Copy all lines below that use the word "PartialEq".

Stored data entries:
--------------------------------------------------

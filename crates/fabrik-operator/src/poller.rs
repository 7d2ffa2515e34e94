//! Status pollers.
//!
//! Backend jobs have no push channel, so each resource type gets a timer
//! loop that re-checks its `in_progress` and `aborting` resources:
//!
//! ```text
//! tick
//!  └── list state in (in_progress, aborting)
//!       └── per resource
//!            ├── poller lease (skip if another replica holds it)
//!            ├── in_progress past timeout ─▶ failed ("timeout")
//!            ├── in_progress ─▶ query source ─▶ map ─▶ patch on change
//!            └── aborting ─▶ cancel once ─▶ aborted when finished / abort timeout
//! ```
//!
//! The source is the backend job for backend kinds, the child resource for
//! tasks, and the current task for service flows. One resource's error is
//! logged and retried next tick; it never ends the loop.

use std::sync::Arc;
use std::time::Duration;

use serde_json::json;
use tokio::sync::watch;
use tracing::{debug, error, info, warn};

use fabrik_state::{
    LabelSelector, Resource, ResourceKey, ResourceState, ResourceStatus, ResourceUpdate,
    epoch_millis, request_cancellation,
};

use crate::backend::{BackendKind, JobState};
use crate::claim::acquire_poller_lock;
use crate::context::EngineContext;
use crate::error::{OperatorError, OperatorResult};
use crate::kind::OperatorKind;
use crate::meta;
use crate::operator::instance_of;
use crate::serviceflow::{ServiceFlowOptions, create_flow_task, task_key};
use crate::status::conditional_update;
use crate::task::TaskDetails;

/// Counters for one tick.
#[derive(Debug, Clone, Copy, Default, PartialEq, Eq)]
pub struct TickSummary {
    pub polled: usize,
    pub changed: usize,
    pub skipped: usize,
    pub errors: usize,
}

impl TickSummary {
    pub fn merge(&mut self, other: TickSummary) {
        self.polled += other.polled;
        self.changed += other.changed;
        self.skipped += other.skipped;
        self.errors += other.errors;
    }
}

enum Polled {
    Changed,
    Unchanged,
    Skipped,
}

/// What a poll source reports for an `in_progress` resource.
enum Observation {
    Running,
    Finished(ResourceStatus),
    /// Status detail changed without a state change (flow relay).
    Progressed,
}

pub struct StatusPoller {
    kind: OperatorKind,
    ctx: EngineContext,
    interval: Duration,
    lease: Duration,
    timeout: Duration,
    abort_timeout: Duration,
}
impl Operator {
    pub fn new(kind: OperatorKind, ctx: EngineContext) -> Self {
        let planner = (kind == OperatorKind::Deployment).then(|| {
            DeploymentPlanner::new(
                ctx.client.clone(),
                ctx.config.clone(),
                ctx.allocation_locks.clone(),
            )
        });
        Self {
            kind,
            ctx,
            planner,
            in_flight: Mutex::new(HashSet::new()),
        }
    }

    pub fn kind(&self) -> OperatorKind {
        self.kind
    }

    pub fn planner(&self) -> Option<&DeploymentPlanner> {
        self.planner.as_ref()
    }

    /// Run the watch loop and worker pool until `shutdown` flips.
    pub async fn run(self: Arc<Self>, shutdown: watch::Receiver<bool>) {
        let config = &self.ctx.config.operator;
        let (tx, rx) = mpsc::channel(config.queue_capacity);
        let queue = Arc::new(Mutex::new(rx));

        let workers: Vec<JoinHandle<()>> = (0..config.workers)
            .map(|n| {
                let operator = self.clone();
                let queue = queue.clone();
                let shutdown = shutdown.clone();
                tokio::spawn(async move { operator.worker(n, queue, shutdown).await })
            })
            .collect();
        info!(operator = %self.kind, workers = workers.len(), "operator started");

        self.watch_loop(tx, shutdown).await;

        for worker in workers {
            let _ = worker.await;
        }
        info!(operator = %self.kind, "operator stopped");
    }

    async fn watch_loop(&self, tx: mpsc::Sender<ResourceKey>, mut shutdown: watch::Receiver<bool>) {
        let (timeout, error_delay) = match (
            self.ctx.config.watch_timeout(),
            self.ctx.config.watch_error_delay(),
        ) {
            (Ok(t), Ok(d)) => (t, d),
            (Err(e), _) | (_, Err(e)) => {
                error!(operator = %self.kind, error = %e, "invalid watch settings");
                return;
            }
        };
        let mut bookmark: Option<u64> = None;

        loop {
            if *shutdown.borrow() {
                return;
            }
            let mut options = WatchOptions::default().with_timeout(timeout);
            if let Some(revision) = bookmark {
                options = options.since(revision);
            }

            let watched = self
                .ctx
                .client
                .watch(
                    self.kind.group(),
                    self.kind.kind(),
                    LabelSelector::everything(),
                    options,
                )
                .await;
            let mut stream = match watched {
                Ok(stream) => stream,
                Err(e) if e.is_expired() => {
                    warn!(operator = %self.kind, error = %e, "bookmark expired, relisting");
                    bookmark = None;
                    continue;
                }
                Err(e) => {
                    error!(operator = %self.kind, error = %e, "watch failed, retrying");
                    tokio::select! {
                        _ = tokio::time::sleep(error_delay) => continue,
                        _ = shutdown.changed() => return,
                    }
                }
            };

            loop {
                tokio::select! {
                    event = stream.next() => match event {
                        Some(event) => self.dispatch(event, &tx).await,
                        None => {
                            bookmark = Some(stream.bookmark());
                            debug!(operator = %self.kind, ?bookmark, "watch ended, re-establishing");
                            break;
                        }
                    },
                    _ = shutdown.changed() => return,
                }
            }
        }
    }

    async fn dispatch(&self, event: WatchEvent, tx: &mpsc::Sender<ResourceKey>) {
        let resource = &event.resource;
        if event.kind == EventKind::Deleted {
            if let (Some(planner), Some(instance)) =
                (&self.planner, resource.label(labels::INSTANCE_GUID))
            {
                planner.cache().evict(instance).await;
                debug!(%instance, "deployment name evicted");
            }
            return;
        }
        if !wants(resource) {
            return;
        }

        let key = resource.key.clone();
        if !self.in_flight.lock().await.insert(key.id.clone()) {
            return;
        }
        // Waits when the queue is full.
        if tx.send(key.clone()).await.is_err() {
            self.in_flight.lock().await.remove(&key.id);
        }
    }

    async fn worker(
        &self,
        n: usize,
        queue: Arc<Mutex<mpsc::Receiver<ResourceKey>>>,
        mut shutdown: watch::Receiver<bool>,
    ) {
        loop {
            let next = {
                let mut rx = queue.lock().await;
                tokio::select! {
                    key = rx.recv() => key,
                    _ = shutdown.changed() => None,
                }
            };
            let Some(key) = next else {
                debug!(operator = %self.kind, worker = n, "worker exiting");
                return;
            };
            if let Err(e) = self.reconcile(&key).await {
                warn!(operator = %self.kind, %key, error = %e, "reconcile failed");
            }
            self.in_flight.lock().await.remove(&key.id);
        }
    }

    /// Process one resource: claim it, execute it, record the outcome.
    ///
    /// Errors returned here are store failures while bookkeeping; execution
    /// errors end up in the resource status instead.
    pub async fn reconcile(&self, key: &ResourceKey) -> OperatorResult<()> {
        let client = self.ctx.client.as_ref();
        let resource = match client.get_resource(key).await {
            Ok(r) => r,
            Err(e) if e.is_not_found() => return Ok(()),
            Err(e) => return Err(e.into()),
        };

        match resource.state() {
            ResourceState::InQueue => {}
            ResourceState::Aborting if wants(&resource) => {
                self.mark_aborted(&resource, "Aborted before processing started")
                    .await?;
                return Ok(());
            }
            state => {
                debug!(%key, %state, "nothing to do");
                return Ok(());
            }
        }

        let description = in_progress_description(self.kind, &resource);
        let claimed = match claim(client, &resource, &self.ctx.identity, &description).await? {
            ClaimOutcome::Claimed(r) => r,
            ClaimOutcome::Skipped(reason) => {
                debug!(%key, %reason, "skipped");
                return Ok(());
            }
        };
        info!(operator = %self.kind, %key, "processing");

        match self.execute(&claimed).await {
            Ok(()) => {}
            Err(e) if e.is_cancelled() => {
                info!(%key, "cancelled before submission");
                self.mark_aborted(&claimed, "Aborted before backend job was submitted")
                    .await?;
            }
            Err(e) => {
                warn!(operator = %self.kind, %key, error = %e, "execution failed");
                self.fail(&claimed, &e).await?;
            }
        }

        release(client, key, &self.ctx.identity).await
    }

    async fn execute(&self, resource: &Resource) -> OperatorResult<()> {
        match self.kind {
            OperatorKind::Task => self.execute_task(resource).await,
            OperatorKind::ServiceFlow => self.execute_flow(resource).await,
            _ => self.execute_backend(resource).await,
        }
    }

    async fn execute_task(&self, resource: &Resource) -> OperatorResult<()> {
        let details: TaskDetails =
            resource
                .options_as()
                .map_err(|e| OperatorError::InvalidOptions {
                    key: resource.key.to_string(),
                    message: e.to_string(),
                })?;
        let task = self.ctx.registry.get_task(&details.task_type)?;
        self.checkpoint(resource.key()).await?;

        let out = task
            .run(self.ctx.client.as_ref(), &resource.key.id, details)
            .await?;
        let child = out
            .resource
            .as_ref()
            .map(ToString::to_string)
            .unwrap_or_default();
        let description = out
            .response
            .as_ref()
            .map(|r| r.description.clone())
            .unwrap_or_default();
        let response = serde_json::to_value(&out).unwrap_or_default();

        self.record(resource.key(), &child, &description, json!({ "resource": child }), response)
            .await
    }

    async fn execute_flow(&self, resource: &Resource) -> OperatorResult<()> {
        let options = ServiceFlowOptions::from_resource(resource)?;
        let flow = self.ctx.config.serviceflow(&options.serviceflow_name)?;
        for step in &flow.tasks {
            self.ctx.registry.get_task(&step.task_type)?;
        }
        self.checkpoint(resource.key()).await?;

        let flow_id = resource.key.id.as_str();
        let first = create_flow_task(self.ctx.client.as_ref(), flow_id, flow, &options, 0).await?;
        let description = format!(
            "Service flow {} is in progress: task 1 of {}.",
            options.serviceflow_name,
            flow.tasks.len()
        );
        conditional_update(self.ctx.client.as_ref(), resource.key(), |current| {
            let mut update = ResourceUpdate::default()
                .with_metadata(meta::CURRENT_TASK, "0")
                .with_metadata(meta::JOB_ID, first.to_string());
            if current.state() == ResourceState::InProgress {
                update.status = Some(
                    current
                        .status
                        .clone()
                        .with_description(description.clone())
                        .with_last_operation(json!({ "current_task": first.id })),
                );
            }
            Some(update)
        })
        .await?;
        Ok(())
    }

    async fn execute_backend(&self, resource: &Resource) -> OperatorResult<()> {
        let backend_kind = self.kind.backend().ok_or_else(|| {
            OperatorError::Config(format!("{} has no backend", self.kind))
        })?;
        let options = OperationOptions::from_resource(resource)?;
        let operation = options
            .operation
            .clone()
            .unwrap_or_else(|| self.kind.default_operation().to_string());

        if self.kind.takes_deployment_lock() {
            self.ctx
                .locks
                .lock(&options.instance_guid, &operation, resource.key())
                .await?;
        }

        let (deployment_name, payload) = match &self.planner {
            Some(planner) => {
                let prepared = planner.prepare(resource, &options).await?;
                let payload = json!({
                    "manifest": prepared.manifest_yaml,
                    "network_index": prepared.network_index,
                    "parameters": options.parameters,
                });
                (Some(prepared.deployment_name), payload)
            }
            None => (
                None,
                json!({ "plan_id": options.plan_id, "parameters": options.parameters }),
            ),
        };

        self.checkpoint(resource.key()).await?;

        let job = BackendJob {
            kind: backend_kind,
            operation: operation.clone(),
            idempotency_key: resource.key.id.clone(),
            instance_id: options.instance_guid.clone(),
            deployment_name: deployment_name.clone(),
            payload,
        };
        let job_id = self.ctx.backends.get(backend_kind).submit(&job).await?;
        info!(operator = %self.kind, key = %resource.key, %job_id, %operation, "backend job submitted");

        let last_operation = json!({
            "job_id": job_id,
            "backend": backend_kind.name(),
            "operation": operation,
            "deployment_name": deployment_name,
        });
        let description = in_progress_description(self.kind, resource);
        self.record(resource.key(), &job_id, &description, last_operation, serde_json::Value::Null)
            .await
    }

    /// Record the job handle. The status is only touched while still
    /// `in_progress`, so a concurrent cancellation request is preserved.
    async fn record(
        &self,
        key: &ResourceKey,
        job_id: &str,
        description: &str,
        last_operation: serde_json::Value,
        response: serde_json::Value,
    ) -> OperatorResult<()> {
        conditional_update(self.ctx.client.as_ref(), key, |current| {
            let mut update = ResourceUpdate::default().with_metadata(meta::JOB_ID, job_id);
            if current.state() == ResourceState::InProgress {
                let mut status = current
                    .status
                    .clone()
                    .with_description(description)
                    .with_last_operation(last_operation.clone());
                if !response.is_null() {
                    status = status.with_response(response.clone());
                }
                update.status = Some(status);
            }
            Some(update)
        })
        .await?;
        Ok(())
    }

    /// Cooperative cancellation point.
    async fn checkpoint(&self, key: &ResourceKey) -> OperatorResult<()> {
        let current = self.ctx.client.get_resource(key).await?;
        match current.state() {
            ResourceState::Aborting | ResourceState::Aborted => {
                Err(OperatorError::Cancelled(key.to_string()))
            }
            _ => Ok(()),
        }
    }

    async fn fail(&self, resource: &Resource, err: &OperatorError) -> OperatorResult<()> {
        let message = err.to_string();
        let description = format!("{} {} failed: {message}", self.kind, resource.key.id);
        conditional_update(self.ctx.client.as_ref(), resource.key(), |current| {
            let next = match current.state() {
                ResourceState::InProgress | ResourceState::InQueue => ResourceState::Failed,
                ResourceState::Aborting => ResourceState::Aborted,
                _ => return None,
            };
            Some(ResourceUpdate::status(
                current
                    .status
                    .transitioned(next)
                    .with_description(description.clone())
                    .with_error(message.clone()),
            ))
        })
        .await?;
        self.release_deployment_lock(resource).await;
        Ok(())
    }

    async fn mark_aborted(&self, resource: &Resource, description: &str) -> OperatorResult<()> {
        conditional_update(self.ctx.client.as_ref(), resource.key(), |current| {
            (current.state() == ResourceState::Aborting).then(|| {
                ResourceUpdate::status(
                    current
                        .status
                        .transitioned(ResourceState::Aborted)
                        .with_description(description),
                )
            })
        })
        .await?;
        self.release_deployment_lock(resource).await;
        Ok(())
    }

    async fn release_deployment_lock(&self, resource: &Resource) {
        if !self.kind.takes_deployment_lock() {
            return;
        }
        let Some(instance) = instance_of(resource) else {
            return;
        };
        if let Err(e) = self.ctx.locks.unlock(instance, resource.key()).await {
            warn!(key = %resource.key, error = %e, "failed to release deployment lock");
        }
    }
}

--------------------------------------------------

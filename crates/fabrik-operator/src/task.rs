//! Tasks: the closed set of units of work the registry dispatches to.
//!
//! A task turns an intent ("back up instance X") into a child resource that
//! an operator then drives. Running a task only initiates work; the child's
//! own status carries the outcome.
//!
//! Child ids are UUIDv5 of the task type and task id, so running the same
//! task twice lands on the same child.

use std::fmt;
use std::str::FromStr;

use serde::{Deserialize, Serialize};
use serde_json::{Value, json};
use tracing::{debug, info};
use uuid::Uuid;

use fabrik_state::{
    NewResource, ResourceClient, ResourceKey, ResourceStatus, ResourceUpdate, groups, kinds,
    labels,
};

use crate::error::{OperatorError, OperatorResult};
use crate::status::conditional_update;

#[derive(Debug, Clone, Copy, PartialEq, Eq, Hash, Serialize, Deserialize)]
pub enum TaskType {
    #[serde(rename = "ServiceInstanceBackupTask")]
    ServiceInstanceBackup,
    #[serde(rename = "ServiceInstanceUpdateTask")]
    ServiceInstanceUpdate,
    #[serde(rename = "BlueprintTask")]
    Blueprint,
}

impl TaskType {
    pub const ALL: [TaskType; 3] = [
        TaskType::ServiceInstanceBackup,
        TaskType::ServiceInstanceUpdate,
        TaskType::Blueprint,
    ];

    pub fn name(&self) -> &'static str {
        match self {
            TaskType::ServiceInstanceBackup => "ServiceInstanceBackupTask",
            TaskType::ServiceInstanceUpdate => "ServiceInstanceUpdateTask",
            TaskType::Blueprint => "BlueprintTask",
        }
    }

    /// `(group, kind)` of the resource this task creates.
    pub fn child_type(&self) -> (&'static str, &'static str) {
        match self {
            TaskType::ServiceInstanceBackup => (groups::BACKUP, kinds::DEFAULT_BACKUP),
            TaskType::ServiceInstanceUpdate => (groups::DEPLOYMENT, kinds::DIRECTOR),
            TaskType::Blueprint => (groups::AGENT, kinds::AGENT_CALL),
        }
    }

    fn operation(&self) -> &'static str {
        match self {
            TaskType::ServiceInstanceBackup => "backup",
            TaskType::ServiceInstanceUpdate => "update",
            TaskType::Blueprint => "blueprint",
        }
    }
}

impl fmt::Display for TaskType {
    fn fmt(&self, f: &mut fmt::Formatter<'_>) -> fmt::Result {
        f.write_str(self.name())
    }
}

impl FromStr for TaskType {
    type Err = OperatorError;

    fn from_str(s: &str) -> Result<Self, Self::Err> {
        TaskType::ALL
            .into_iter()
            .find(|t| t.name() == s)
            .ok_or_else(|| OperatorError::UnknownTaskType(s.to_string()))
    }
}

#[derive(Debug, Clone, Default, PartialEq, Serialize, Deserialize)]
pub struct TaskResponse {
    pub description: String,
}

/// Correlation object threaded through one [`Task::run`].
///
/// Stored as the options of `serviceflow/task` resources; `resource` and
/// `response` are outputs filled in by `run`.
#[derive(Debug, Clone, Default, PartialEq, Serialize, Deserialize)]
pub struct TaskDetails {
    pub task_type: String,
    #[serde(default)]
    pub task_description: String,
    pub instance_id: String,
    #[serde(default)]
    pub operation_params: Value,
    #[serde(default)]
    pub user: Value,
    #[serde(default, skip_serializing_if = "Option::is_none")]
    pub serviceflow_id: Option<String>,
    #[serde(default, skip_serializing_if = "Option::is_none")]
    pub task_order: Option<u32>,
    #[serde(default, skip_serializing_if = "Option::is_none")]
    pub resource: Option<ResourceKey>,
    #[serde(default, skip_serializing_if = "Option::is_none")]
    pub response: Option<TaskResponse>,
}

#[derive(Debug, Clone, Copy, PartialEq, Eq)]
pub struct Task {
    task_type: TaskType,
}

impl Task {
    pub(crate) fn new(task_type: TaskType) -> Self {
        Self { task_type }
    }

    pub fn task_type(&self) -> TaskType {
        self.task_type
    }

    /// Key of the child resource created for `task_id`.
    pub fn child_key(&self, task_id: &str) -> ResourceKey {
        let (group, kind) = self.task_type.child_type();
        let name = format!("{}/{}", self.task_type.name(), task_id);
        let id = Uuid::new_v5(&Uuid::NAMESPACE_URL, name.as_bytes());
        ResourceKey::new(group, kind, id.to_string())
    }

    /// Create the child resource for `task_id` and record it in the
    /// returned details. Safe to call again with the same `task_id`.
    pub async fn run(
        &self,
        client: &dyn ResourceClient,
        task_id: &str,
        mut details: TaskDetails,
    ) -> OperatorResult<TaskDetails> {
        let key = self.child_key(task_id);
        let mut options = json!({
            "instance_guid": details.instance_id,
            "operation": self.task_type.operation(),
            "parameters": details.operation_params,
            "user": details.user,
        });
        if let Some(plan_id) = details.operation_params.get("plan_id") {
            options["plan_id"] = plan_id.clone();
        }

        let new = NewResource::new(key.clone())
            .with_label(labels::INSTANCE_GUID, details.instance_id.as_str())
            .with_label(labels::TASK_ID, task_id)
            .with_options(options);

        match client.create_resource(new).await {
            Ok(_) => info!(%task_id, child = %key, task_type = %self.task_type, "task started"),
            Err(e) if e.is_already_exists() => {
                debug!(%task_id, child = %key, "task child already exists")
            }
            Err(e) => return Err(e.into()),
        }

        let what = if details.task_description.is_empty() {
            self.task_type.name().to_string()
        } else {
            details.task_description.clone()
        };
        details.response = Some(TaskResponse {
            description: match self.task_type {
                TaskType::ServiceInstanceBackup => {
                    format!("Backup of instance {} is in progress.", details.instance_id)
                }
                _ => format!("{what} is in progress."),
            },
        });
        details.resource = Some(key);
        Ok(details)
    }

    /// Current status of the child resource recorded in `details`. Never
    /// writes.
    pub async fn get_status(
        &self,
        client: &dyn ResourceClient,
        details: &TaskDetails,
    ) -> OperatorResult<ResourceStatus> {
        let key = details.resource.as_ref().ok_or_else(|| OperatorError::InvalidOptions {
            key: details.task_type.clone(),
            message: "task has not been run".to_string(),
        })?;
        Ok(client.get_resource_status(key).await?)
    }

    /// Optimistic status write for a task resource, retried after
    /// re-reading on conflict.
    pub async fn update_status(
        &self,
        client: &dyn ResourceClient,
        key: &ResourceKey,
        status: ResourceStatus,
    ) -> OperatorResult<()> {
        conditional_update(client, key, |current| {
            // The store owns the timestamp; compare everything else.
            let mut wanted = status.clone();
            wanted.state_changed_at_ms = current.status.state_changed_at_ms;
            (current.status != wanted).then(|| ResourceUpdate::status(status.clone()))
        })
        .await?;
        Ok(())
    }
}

--------------------------------------------------

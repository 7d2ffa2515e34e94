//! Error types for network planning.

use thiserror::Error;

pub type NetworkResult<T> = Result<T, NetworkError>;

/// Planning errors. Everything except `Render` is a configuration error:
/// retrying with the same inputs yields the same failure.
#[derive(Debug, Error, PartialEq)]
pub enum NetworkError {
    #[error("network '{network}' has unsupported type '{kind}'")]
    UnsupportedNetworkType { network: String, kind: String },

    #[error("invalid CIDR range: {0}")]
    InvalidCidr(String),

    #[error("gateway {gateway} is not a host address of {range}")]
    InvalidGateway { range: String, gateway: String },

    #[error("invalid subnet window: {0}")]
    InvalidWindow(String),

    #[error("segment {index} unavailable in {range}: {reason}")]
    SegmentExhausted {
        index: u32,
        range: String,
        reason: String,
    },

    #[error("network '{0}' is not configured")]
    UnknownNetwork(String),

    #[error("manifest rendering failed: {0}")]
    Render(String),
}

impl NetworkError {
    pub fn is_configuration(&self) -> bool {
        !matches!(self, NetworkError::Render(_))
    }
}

--------------------------------------------------

## Solution below
#[derive(Debug, Clone, Copy, Default, PartialEq, Eq)]
#[derive(Debug, Clone, Copy, PartialEq, Eq, Hash, Serialize, Deserialize)]
#[derive(Debug, Clone, Default, PartialEq, Serialize, Deserialize)]
#[derive(Debug, Clone, Default, PartialEq, Serialize, Deserialize)]
#[derive(Debug, Clone, Copy, PartialEq, Eq)]
#[derive(Debug, Error, PartialEq)]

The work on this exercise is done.